As the scope increases, so does the level of assessment risk for a company. The more areas that remain in the scope, the more risk there is of potential failure. So, a key step is to correctly identify and include only the areas of operations which are absolutely necessary to the business when it contracts with the government.

That means determining system boundaries accurately so a company knows exactly which parts of the business and which personnel need to be assessed.

A third tip is to determine the assessment type. There are several different ways a company can be assessed.

The most comprehensive is to be assessed at an entity level, which means that everything across the entire organization is subjected to the same requirements. This may not make sense for the majority of companies applying for certification. The costs of preparing will be prohibitive, and many businesses also carry out work in the commercial space in addition to government contracting, which would add unnecessary layers of administration to that side of their operations.

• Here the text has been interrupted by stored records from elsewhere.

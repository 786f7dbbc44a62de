use std::time::Duration;

use anyhow::Context;
use async_trait::async_trait;
use reqwest::{Method, StatusCode};
use serde_json::{Value, json};

use super::{Tool, ToolDescriptor, required_str};
use crate::errors::ToolFailure;

const USER_AGENT: &str = concat!("flagforge/", env!("CARGO_PKG_VERSION"));
const ERROR_BODY_PREVIEW: usize = 2000;

/// `fetch_page`: one HTTP request, response rendered as text.
pub struct FetchPageTool {
    client: reqwest::Client,
    descriptor: ToolDescriptor,
}

impl FetchPageTool {
    pub fn new(timeout: Duration) -> anyhow::Result<Self> {
        let client = reqwest::Client::builder()
            .user_agent(USER_AGENT)
            .timeout(timeout)
            .redirect(reqwest::redirect::Policy::limited(5))
            .danger_accept_invalid_certs(true)
            .build()
            .context("Failed to build HTTP client")?;

        let descriptor = ToolDescriptor::new(
            "fetch_page",
            "Send an HTTP request and return status, final URL, content type and body.",
            json!({
                "type": "object",
                "properties": {
                    "url": {"type": "string", "description": "Absolute URL"},
                    "method": {"type": "string", "description": "HTTP method, default GET"},
                    "headers": {"type": "object", "additionalProperties": {"type": "string"}},
                    "data": {
                        "description": "Request body: a string is sent raw, an object is form-encoded"
                    }
                },
                "required": ["url"]
            }),
        );
        Ok(Self { client, descriptor })
    }
}

#[async_trait]
impl Tool for FetchPageTool {
    fn descriptor(&self) -> &ToolDescriptor {
        &self.descriptor
    }

    async fn call(&self, args: &Value) -> Result<String, ToolFailure> {
        let url = required_str(args, "url")?;
        let method = args
            .get("method")
            .and_then(Value::as_str)
            .unwrap_or("GET")
            .to_uppercase();
        let method = Method::from_bytes(method.as_bytes())
            .map_err(|_| ToolFailure::execution(format!("invalid HTTP method '{}'", method)))?;

        let mut request = self.client.request(method, url);
        if let Some(headers) = args.get("headers").and_then(Value::as_object) {
            for (name, value) in headers {
                if let Some(value) = value.as_str() {
                    request = request.header(name.as_str(), value);
                }
            }
        }
        match args.get("data") {
            Some(Value::String(body)) => request = request.body(body.clone()),
            Some(Value::Object(fields)) => {
                let form: Vec<(String, String)> = fields
                    .iter()
                    .map(|(k, v)| (k.clone(), v.as_str().map(str::to_string).unwrap_or_else(|| v.to_string())))
                    .collect();
                request = request.form(&form);
            }
            _ => {}
        }

        let response = request.send().await.map_err(classify_send_error)?;
        let status = response.status();
        let final_url = response.url().to_string();
        let content_type = response
            .headers()
            .get(reqwest::header::CONTENT_TYPE)
            .and_then(|v| v.to_str().ok())
            .map(str::to_string);
        let body = response
            .text()
            .await
            .map_err(|e| ToolFailure::transient(format!("failed to read response body: {}", e)))?;

        if !status.is_success() {
            let preview: String = body.chars().take(ERROR_BODY_PREVIEW).collect();
            let message = format!("HTTP {} for {}\n{}", status, final_url, preview);
            return Err(if is_transient_status(status) {
                ToolFailure::transient(message)
            } else {
                ToolFailure::execution(message)
            });
        }

        Ok(FetchedPage {
            status: status.as_u16(),
            url: final_url,
            content_type,
            body,
        }
        .render())
    }
}

fn classify_send_error(e: reqwest::Error) -> ToolFailure {
    if e.is_timeout() || e.is_connect() {
        ToolFailure::transient(format!("request failed: {}", e))
    } else {
        ToolFailure::execution(format!("request failed: {}", e))
    }
}

fn is_transient_status(status: StatusCode) -> bool {
    matches!(
        status,
        StatusCode::BAD_GATEWAY | StatusCode::SERVICE_UNAVAILABLE | StatusCode::GATEWAY_TIMEOUT
    )
}

/// A fetched response in the text form `fetch_page` returns.
///
/// ```text
/// Status Code: 200
/// URL: http://target/after-redirect
/// Content-Type: text/html
///
/// <body...>
/// ```
#[derive(Debug, Clone, PartialEq)]
pub struct FetchedPage {
    pub status: u16,
    pub url: String,
    pub content_type: Option<String>,
    pub body: String,
}

impl FetchedPage {
    pub fn render(&self) -> String {
        format!(
            "Status Code: {}\nURL: {}\nContent-Type: {}\n\n{}",
            self.status,
            self.url,
            self.content_type.as_deref().unwrap_or("unknown"),
            self.body
        )
    }

    /// Inverse of [`FetchedPage::render`]; tolerates a truncated body.
    pub fn parse(output: &str) -> Option<Self> {
        let (head, body) = output.split_once("\n\n")?;
        let mut status = None;
        let mut url = None;
        let mut content_type = None;
        for line in head.lines() {
            if let Some(v) = line.strip_prefix("Status Code: ") {
                status = v.trim().parse().ok();
            } else if let Some(v) = line.strip_prefix("URL: ") {
                url = Some(v.trim().to_string());
            } else if let Some(v) = line.strip_prefix("Content-Type: ") {
                content_type = Some(v.trim().to_string()).filter(|v| v != "unknown");
            }
        }
        Some(Self {
            status: status?,
            url: url?,
            content_type,
            body: body.to_string(),
        })
    }

    pub fn is_html(&self) -> bool {
        match &self.content_type {
            Some(ct) => ct.contains("html"),
            None => self.body.trim_start().starts_with('<'),
        }
    }
}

An alternative approach is to establish an enclave where only the part of the business which is in scope for defense contracts needs to meet all the requirements, and the rest of the company is exempt.

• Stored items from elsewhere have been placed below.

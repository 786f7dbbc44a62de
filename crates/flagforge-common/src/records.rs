use chrono::{DateTime, Utc};
use serde::{Deserialize, Serialize};

use crate::status::{Severity, Stage};

/// Immutable input of a run, as submitted.
#[derive(Debug, Clone, Default, PartialEq, Serialize, Deserialize)]
pub struct RunInput {
    pub target_url: String,
    #[serde(default, skip_serializing_if = "Option::is_none")]
    pub title: Option<String>,
    #[serde(default, skip_serializing_if = "Option::is_none")]
    pub description: Option<String>,
    /// Source code snippet supplied with the challenge
    #[serde(default, skip_serializing_if = "Option::is_none")]
    pub source: Option<String>,
    /// Flag format hint such as `CTF{*}`
    #[serde(default, skip_serializing_if = "Option::is_none")]
    pub flag_format: Option<String>,
    #[serde(default, skip_serializing_if = "Option::is_none")]
    pub hint: Option<String>,
}

impl RunInput {
    pub fn new(target_url: impl Into<String>) -> Self {
        Self {
            target_url: target_url.into(),
            ..Default::default()
        }
    }

    /// Display name: the title if one was given, otherwise the target URL.
    pub fn display_name(&self) -> &str {
        self.title
            .as_deref()
            .filter(|t| !t.trim().is_empty())
            .unwrap_or(&self.target_url)
    }
}

#[derive(Debug, Clone, PartialEq, Serialize, Deserialize)]
pub struct FormField {
    pub name: String,
    #[serde(rename = "type")]
    pub field_type: String,
    #[serde(default)]
    pub required: bool,
}

#[derive(Debug, Clone, PartialEq, Serialize, Deserialize)]
pub struct FormDescriptor {
    /// Absolute action URL
    pub action: String,
    /// Upper-cased HTTP method
    pub method: String,
    pub fields: Vec<FormField>,
    /// Page the form was found on
    pub page_url: String,
}

#[derive(Debug, Clone, PartialEq, Serialize, Deserialize)]
pub struct Finding {
    pub stage: Stage,
    pub text: String,
    pub timestamp: DateTime<Utc>,
}

#[derive(Debug, Clone, PartialEq, Serialize, Deserialize)]
pub struct Vulnerability {
    #[serde(rename = "type")]
    pub vuln_type: String,
    pub description: String,
    pub severity: Severity,
    #[serde(default, skip_serializing_if = "Option::is_none")]
    pub location: Option<String>,
}

#[derive(Debug, Clone, Copy, PartialEq, Eq, Serialize, Deserialize)]
#[serde(rename_all = "snake_case")]
pub enum FuzzTaskStatus {
    Pending,
    Attempted,
}

/// A queued exploitation attempt. Tasks are never removed from the queue;
/// their status only moves from `pending` to `attempted`.
#[derive(Debug, Clone, PartialEq, Serialize, Deserialize)]
pub struct FuzzTask {
    pub target: String,
    pub payload_class: String,
    /// Vulnerability type this task exercises, when known
    #[serde(default, skip_serializing_if = "Option::is_none")]
    pub vulnerability: Option<String>,
    pub status: FuzzTaskStatus,
}

impl FuzzTask {
    pub fn pending(target: impl Into<String>, payload_class: impl Into<String>) -> Self {
        Self {
            target: target.into(),
            payload_class: payload_class.into(),
            vulnerability: None,
            status: FuzzTaskStatus::Pending,
        }
    }
}

#[derive(Debug, Clone, PartialEq, Serialize, Deserialize)]
pub struct Flag {
    pub value: String,
    pub stage: Stage,
    pub found_at: DateTime<Utc>,
}

#[derive(Debug, Clone, PartialEq, Serialize, Deserialize)]
pub struct LogEntry {
    pub timestamp: DateTime<Utc>,
    pub stage: Stage,
    pub message: String,
}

There is, however, a third type, which is the hybrid model. This would be where the entire entity might receive a Level 1 certification, and then there would be an enclave focused on defense contracting that receives Level 3.

Identifying the most efficient and cost-effective type of assessment will be of key importance.

A contractor needs to confirm and document these three factors as the core of its readiness program so that when the assessor walks through the door both sides have a clear understanding of where the boundaries for the assessment lie, particularly around what is in and out of scope.

There needs to be agreement upfront on the scope, otherwise the assessment will not carry forward. To help achieve this, it’s important that a company chooses the right assessment organization to work with. Picking the cheapest vendor is often not a sensible idea. Instead, the contractor should take the time to figure out who will be the right fit for it.

Companies can help successfully ready themselves by identifying key team member roles and responsibilities, and also what will be considered as adequate evidence requirements by the assessor. The most efficient way to do this is by reviewing the employees who will be classed as the control owners and then actually testing the control requirements ahead of time, whether it is a documented policy or procedure or an automated control.

This information should be organized upfront. For example, if the assessor comes in and says they want to test the wireless network and look at the wireless access policy, a population of wireless accounts and the configuration settings for encryption, then the company knows exactly how to demonstrate compliance and who is the control owner for that part of the assessment.

The assessor’s focus will span these three key areas — examining supporting evidence, interviewing the control owner(s) and/or testing the procedure — so a business needs to identify the right personnel to be in place and responsible for each strategic area in advance, to avoid a scramble during the actual assessment.

Meanwhile, thorough preparation will lessen the likelihood of any issues but there will still inevitably be some cases in which roadblocks arise. The CMMC Accreditation Body, which will oversee the new certification, has established an arbitration process that will allow for companies to file a dispute if they feel they have unfairly failed the assessment or if qualifying issues arise with the assessors themselves.

Areas of disputes are most likely going to be centered on the misinterpretation of the standard by either side. For example, an organization might complete a readiness program and their consultant greenlights a certain process or says, “You don’t have to do it that way, you could do this instead.” Then three months down the line during the audit, the assessor could disagree with that interpretation.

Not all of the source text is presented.